Offshore Wind: Fencing Off the Atlantic
Why does ?maritime come last? in the siting of offshore wind farms?
By Dana Goward
Baltimore, Maryland, November 23, 2010: The Honorable Ken Salazar, Secretary of the Interior, was behind schedule. Renewable energy had been one of President Obama’s top priorities when he came into office nearly two years earlier. Solar arrays and wind farms on land were progressing, but the horse that could really win the race – offshore wind energy – hadn’t gotten out of the gate. The problem wasn’t the wind – there was enough off the East Coast to power the entire nation many times over. And it wasn’t the technology – Europeans had been harnessing strong, steady offshore winds for years. Rather, it was a complex regulatory environment that included both state and federal agencies.
“Smart from the Start”
Salazar’s team had managed to streamline the process for land projects, calling their new approach “Smart from the Start.” With some innovative approaches to environmental and leasing reviews, they had reduced an almost decade-long process to less than half that. But making it work offshore was another matter. The scandal-plagued Minerals Management Service (recently reorganized into the Bureau of Ocean Energy Management, Regulation & Enforcement) knew a lot about oil and gas but hardly anything about wind. Fortunately, Secretary Steven Chu and his colleagues over at Energy had helped out. But then came the Deepwater Horizon oil spill. That had consumed all of everyone’s bandwidth for the last seven months.

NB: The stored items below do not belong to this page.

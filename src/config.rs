//! Settings shared by every channel of a [`ChannelSet`](crate::channel_set::ChannelSet).
//!
//! See [`Config`] for the defaults and how they combine.

use crate::channel::{ChannelMode, Delivery, SERVO_CENTER, ServoRange};
use crate::register_math::{DEFAULT_FREQUENCY_HZ, SERVO_FREQUENCY_HZ};

/// Settings shared by every channel of a channel set.
///
/// | Setting       | Default                    |
/// |---------------|----------------------------|
/// | `mode`        | [`ChannelMode::DutyCycle`] |
/// | `frequency`   | 0 (1024 Hz)                |
/// | `delivery`    | [`Delivery::Immediate`]    |
/// | `mux`         | `true`                     |
/// | `servo_start` | 15000 (1.5 ms)             |
///
/// Servo mode always runs at 50 Hz and ignores `frequency`.
///
/// # Example
///
/// ```rust
/// use gpt_pwm::channel::{ChannelMode, Delivery, ServoRange};
/// use gpt_pwm::config::Config;
///
/// let config = Config::servo(ServoRange::new(9_000, 21_000))
///     .with_delivery(Delivery::OnMatchInterrupt)
///     .with_servo_start(30_000);
///
/// assert_eq!(config.output_frequency(), 50);
/// assert_eq!(config.start_target(), Some(21_000)); // clamped into the range
/// assert!(matches!(config.mode, ChannelMode::Servo(_)));
/// ```
#[derive(Clone, Copy, Debug, Eq, PartialEq)]
#[cfg_attr(feature = "defmt", derive(defmt::Format))]
pub struct Config {
    /// What target values mean on every channel.
    pub mode: ChannelMode,
    /// Requested output frequency in Hz. 0 selects the default.
    pub frequency: u32,
    /// How new match values reach running timers.
    pub delivery: Delivery,
    /// Whether to route timer outputs through the pad mux. Turn off when the
    /// board has already muxed the pins.
    pub mux: bool,
    /// Servo pulse applied right after bring-up, in tenths of µs.
    pub servo_start: u32,
}

impl Config {
    /// Duty-cycle channels at the default frequency.
    #[must_use]
    pub const fn new() -> Self {
        Self {
            mode: ChannelMode::DutyCycle,
            frequency: 0,
            delivery: Delivery::Immediate,
            mux: true,
            servo_start: SERVO_CENTER,
        }
    }

    /// Servo channels limited to `range`, started at the center pulse.
    #[must_use]
    pub const fn servo(range: ServoRange) -> Self {
        Self::new().with_mode(ChannelMode::Servo(range))
    }

    /// Replace the channel mode.
    #[must_use]
    pub const fn with_mode(mut self, mode: ChannelMode) -> Self {
        self.mode = mode;
        self
    }

    /// Replace the requested output frequency.
    #[must_use]
    pub const fn with_frequency(mut self, frequency: u32) -> Self {
        self.frequency = frequency;
        self
    }

    /// Replace the delivery of new match values.
    #[must_use]
    pub const fn with_delivery(mut self, delivery: Delivery) -> Self {
        self.delivery = delivery;
        self
    }

    /// Enable or skip pad muxing.
    #[must_use]
    pub const fn with_mux(mut self, mux: bool) -> Self {
        self.mux = mux;
        self
    }

    /// Replace the servo start pulse.
    #[must_use]
    pub const fn with_servo_start(mut self, servo_start: u32) -> Self {
        self.servo_start = servo_start;
        self
    }

    /// Output frequency requested from each channel at bring-up.
    #[must_use]
    pub const fn output_frequency(&self) -> u32 {
        match self.mode {
            ChannelMode::Servo(_) => SERVO_FREQUENCY_HZ,
            ChannelMode::DutyCycle | ChannelMode::PulseWidth => {
                if self.frequency == 0 {
                    DEFAULT_FREQUENCY_HZ
                } else {
                    self.frequency
                }
            }
        }
    }

    /// Target applied to each channel right after bring-up, if any.
    ///
    /// Servo channels start at `servo_start` clamped into the servo range;
    /// other modes start off.
    #[must_use]
    pub const fn start_target(&self) -> Option<u32> {
        match self.mode {
            ChannelMode::Servo(range) => Some(range.clamp(self.servo_start)),
            ChannelMode::DutyCycle | ChannelMode::PulseWidth => None,
        }
    }
}

impl Default for Config {
    fn default() -> Self {
        Self::new()
    }
}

Despite it all, Salazar was in Baltimore ready to launch the nation full-speed into offshore wind energy with his announcement of “Smart from the Start” for the Atlantic Outer Continental Shelf. The only problem for most maritime interests was that “Smart from the Start” turned out to be anything but.
The first sign of trouble came less than three months later when BOEMRE publicly proposed Wind Energy Areas for Massachusetts, Rhode Island, New Jersey, Delaware, Maryland and Virginia. All of the areas abutted dense vessel activity, and the ones for Massachusetts and Rhode Island impinged upon the heavily traveled Nantucket-to-Ambrose traffic lane. More surprisingly, the areas proposed for Delaware and Maryland nearly closed off access to Delaware Bay, with the Maryland area sitting squarely across the entrance to the southeastern Traffic Separation Scheme (TSS).
How did this happen? How could a federal agency propose measures that would greatly increase the risk of collisions, allisions, and environmental damage while also increasing the cost of tens of thousands of commercial vessel movements each year? As is usually the case in government, the reasons are many and complicated. And while there are no villains in this story, America’s essential commerce continues to be threatened by well-intentioned people and a process that considers the impact on maritime transportation last.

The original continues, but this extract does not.